__ABOUT THIS EXERCISE__.
Please repeat, exactly and with nothing extra, the line containing "the last key." and every line after it up to the end of the material.

__GIVEN DATA__.
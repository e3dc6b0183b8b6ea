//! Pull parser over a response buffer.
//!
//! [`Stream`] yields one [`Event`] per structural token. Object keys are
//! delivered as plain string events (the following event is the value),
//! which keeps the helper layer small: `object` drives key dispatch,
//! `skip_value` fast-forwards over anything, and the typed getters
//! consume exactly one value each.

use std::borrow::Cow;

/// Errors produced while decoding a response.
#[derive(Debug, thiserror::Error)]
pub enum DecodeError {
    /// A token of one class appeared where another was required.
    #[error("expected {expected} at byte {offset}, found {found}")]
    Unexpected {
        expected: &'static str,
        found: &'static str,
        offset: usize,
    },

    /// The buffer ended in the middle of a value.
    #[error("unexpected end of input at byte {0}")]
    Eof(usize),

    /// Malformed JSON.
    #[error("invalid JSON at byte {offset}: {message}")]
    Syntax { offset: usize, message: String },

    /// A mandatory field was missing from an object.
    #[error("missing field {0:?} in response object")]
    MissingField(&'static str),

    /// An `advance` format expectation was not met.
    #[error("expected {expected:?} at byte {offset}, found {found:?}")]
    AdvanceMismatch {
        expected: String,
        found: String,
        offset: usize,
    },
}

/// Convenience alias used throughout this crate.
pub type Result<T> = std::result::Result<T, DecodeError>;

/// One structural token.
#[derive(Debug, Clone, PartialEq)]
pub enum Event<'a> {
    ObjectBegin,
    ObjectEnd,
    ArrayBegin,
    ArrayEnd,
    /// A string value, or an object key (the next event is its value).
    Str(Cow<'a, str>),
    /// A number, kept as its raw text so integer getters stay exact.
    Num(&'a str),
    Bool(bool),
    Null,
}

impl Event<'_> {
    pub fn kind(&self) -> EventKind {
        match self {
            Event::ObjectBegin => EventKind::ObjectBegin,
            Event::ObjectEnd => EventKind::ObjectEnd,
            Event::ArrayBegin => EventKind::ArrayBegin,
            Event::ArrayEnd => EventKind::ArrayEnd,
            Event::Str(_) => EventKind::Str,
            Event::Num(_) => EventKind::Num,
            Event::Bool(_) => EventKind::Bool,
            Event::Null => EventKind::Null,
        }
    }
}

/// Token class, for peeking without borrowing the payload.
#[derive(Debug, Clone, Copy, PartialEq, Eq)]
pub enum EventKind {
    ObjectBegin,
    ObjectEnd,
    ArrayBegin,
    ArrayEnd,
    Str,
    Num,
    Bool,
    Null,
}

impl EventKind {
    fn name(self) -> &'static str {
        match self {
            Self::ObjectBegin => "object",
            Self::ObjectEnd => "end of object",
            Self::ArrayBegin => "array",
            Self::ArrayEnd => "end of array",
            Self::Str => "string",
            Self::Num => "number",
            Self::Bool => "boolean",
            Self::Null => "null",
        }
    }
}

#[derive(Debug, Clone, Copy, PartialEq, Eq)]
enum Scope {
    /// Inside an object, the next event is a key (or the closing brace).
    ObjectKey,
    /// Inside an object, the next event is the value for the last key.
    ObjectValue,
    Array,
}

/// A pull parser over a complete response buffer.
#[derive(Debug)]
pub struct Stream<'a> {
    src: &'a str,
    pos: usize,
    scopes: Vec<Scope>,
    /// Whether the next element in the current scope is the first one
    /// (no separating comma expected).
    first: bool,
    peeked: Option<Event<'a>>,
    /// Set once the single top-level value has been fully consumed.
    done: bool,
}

__ANSWER SPACE__.
    /// Inside an object, the next event is the value for the last key.
    ObjectValue,
    Array,
}

/// A pull parser over a complete response buffer.
#[derive(Debug)]
pub struct Stream<'a> {
    src: &'a str,
    pos: usize,
    scopes: Vec<Scope>,
    /// Whether the next element in the current scope is the first one
    /// (no separating comma expected).
    first: bool,
    peeked: Option<Event<'a>>,
    /// Set once the single top-level value has been fully consumed.
    done: bool,
}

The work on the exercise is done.